ASSIGNMENT: Please write out all of the entries exactly as they appear.

Stored data

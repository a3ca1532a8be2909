//! CLI module for the Bacon game.
//!
//! Commands:
//! - play: interactive shell (default)
//! - stats: graph statistics
//! - levels: actors per degree of separation from the root
//! - number: one actor's Bacon number and path

pub mod shell;

pub use shell::{Command, Shell};

use clap::{Parser, Subcommand};
use std::path::PathBuf;

use crate::config::BaconConfig;
use crate::loader::DataFiles;

#[derive(Parser, Debug)]
#[command(name = "bacon")]
#[command(about = "Degrees of separation between actors via shared movies")]
pub struct Cli {
    /// Config file (optional; defaults apply when missing)
    #[arg(short, long, default_value = "bacon.toml")]
    pub config: PathBuf,

    /// Actor file: `<id>|<name>` lines
    #[arg(long)]
    pub actors: Option<PathBuf>,

    /// Movie file: `<id>|<title>` lines
    #[arg(long)]
    pub movies: Option<PathBuf>,

    /// Movie-actor file: `<movie id>|<actor id>` lines
    #[arg(long)]
    pub movie_actors: Option<PathBuf>,

    /// Root actor (skips the opening prompt)
    #[arg(short, long)]
    pub root: Option<String>,

    #[command(subcommand)]
    pub command: Option<Commands>,
}

#[derive(Subcommand, Debug, Clone, PartialEq, Eq)]
pub enum Commands {
    /// Play the interactive game
    Play,

    /// Show graph statistics
    Stats,

    /// Show how many actors sit at each distance from --root
    Levels,

    /// Show an actor's number relative to --root, with the connecting movies
    Number {
        /// Actor name
        actor: String,
    },
}

impl Cli {
    /// Data file paths: command-line flags over config values.
    pub fn data_files(&self, config: &BaconConfig) -> DataFiles {
        let mut files = DataFiles::from(&config.data);
        if let Some(path) = &self.actors {
            files.actors = path.clone();
        }
        if let Some(path) = &self.movies {
            files.movies = path.clone();
        }
        if let Some(path) = &self.movie_actors {
            files.movie_actors = path.clone();
        }
        files
    }

    /// Root actor: `--root` over the configured default.
    pub fn root_actor<'a>(&'a self, config: &'a BaconConfig) -> Option<&'a str> {
        self.root
            .as_deref()
            .or(config.game.default_root.as_deref())
    }

    pub fn command(&self) -> Commands {
        self.command.clone().unwrap_or(Commands::Play)
    }
}

#[cfg(test)]
mod tests {
    use super::*;

    #[test]
    fn test_defaults_to_play() {
        let cli = Cli::try_parse_from(["bacon"]).unwrap();
        assert_eq!(cli.command(), Commands::Play);
        assert_eq!(cli.config, PathBuf::from("bacon.toml"));
        assert!(cli.root.is_none());
    }

    #[test]
    fn test_number_subcommand() {
        let cli = Cli::try_parse_from(["bacon", "-r", "Kevin Bacon", "number", "Tom Hanks"]).unwrap();
        assert_eq!(cli.root.as_deref(), Some("Kevin Bacon"));
        assert_eq!(
            cli.command(),
            Commands::Number {
                actor: "Tom Hanks".to_string()
            }
        );
    }

    #[test]
    fn test_flags_override_config() {
        let cli = Cli::try_parse_from(["bacon", "--actors", "small/actors.txt"]).unwrap();
        let config = BaconConfig::default();
        let files = cli.data_files(&config);

        assert_eq!(files.actors, PathBuf::from("small/actors.txt"));
        assert_eq!(files.movies, config.data.movies);
        assert_eq!(files.movie_actors, config.data.movie_actors);
    }

    #[test]
    fn test_root_falls_back_to_config() {
        let mut config = BaconConfig::default();
        config.game.default_root = Some("Kevin Bacon".to_string());

        let cli = Cli::try_parse_from(["bacon"]).unwrap();
        assert_eq!(cli.root_actor(&config), Some("Kevin Bacon"));

        let cli = Cli::try_parse_from(["bacon", "--root", "Meryl Streep"]).unwrap();
        assert_eq!(cli.root_actor(&config), Some("Meryl Streep"));
    }
}
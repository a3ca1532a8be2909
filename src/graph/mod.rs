//! Co-star graph module — the structural backbone of the game.
//!
//! Provides the graph data model, the engine, the builder that populates
//! it from the loaded tables, and the shortest-path tree built from it.

pub mod builder;
pub mod engine;
pub mod tree;
pub mod types;

pub use builder::{build_graph, build_graph_from_files};
pub use engine::CostarGraph;
pub use tree::{build_tree, ShortestPathTree};
pub use types::{Credit, GraphStats, PathStep};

ANSWER BOX:
repository a3ca1532a8be2909
//! CLI module for the Bacon game.
//!
//! Commands:
//! - play: interactive shell (default)
//! - stats: graph statistics
//! - levels: actors per degree of separation from the root
//! - number: one actor's Bacon number and path

pub mod shell;

pub use shell::{Command, Shell};

use clap::{Parser, Subcommand};
use std::path::PathBuf;

use crate::config::BaconConfig;
use crate::loader::DataFiles;

#[derive(Parser, Debug)]
#[command(name = "bacon")]
#[command(about = "Degrees of separation between actors via shared movies")]
pub struct Cli {
    /// Config file (optional; defaults apply when missing)
    #[arg(short, long, default_value = "bacon.toml")]
    pub config: PathBuf,

    /// Actor file: `<id>|<name>` lines
    #[arg(long)]
    pub actors: Option<PathBuf>,

    /// Movie file: `<id>|<title>` lines
    #[arg(long)]
    pub movies: Option<PathBuf>,

    /// Movie-actor file: `<movie id>|<actor id>` lines
    #[arg(long)]
    pub movie_actors: Option<PathBuf>,

    /// Root actor (skips the opening prompt)
    #[arg(short, long)]
    pub root: Option<String>,

    #[command(subcommand)]
    pub command: Option<Commands>,
}

#[derive(Subcommand, Debug, Clone, PartialEq, Eq)]
pub enum Commands {
    /// Play the interactive game
    Play,

    /// Show graph statistics
    Stats,

    /// Show how many actors sit at each distance from --root
    Levels,

    /// Show an actor's number relative to --root, with the connecting movies
    Number {
        /// Actor name
        actor: String,
    },
}

impl Cli {
    /// Data file paths: command-line flags over config values.
    pub fn data_files(&self, config: &BaconConfig) -> DataFiles {
        let mut files = DataFiles::from(&config.data);
        if let Some(path) = &self.actors {
            files.actors = path.clone();
        }
        if let Some(path) = &self.movies {
            files.movies = path.clone();
        }
        if let Some(path) = &self.movie_actors {
            files.movie_actors = path.clone();
        }
        files
    }

    /// Root actor: `--root` over the configured default.
    pub fn root_actor<'a>(&'a self, config: &'a BaconConfig) -> Option<&'a str> {
        self.root
            .as_deref()
            .or(config.game.default_root.as_deref())
    }

    pub fn command(&self) -> Commands {
        self.command.clone().unwrap_or(Commands::Play)
    }
}

#[cfg(test)]
mod tests {
    use super::*;

    #[test]
    fn test_defaults_to_play() {
        let cli = Cli::try_parse_from(["bacon"]).unwrap();
        assert_eq!(cli.command(), Commands::Play);
        assert_eq!(cli.config, PathBuf::from("bacon.toml"));
        assert!(cli.root.is_none());
    }

    #[test]
    fn test_number_subcommand() {
        let cli = Cli::try_parse_from(["bacon", "-r", "Kevin Bacon", "number", "Tom Hanks"]).unwrap();
        assert_eq!(cli.root.as_deref(), Some("Kevin Bacon"));
        assert_eq!(
            cli.command(),
            Commands::Number {
                actor: "Tom Hanks".to_string()
            }
        );
    }

    #[test]
    fn test_flags_override_config() {
        let cli = Cli::try_parse_from(["bacon", "--actors", "small/actors.txt"]).unwrap();
        let config = BaconConfig::default();
        let files = cli.data_files(&config);

        assert_eq!(files.actors, PathBuf::from("small/actors.txt"));
        assert_eq!(files.movies, config.data.movies);
        assert_eq!(files.movie_actors, config.data.movie_actors);
    }

    #[test]
    fn test_root_falls_back_to_config() {
        let mut config = BaconConfig::default();
        config.game.default_root = Some("Kevin Bacon".to_string());

        let cli = Cli::try_parse_from(["bacon"]).unwrap();
        assert_eq!(cli.root_actor(&config), Some("Kevin Bacon"));

        let cli = Cli::try_parse_from(["bacon", "--root", "Meryl Streep"]).unwrap();
        assert_eq!(cli.root_actor(&config), Some("Meryl Streep"));
    }
}
repository a3ca1532a8be2909
filename src/graph/mod.rs
//! Co-star graph module — the structural backbone of the game.
//!
//! Provides the graph data model, the engine, the builder that populates
//! it from the loaded tables, and the shortest-path tree built from it.

pub mod builder;
pub mod engine;
pub mod tree;
pub mod types;

pub use builder::{build_graph, build_graph_from_files};
pub use engine::CostarGraph;
pub use tree::{build_tree, ShortestPathTree};
pub use types::{Credit, GraphStats, PathStep};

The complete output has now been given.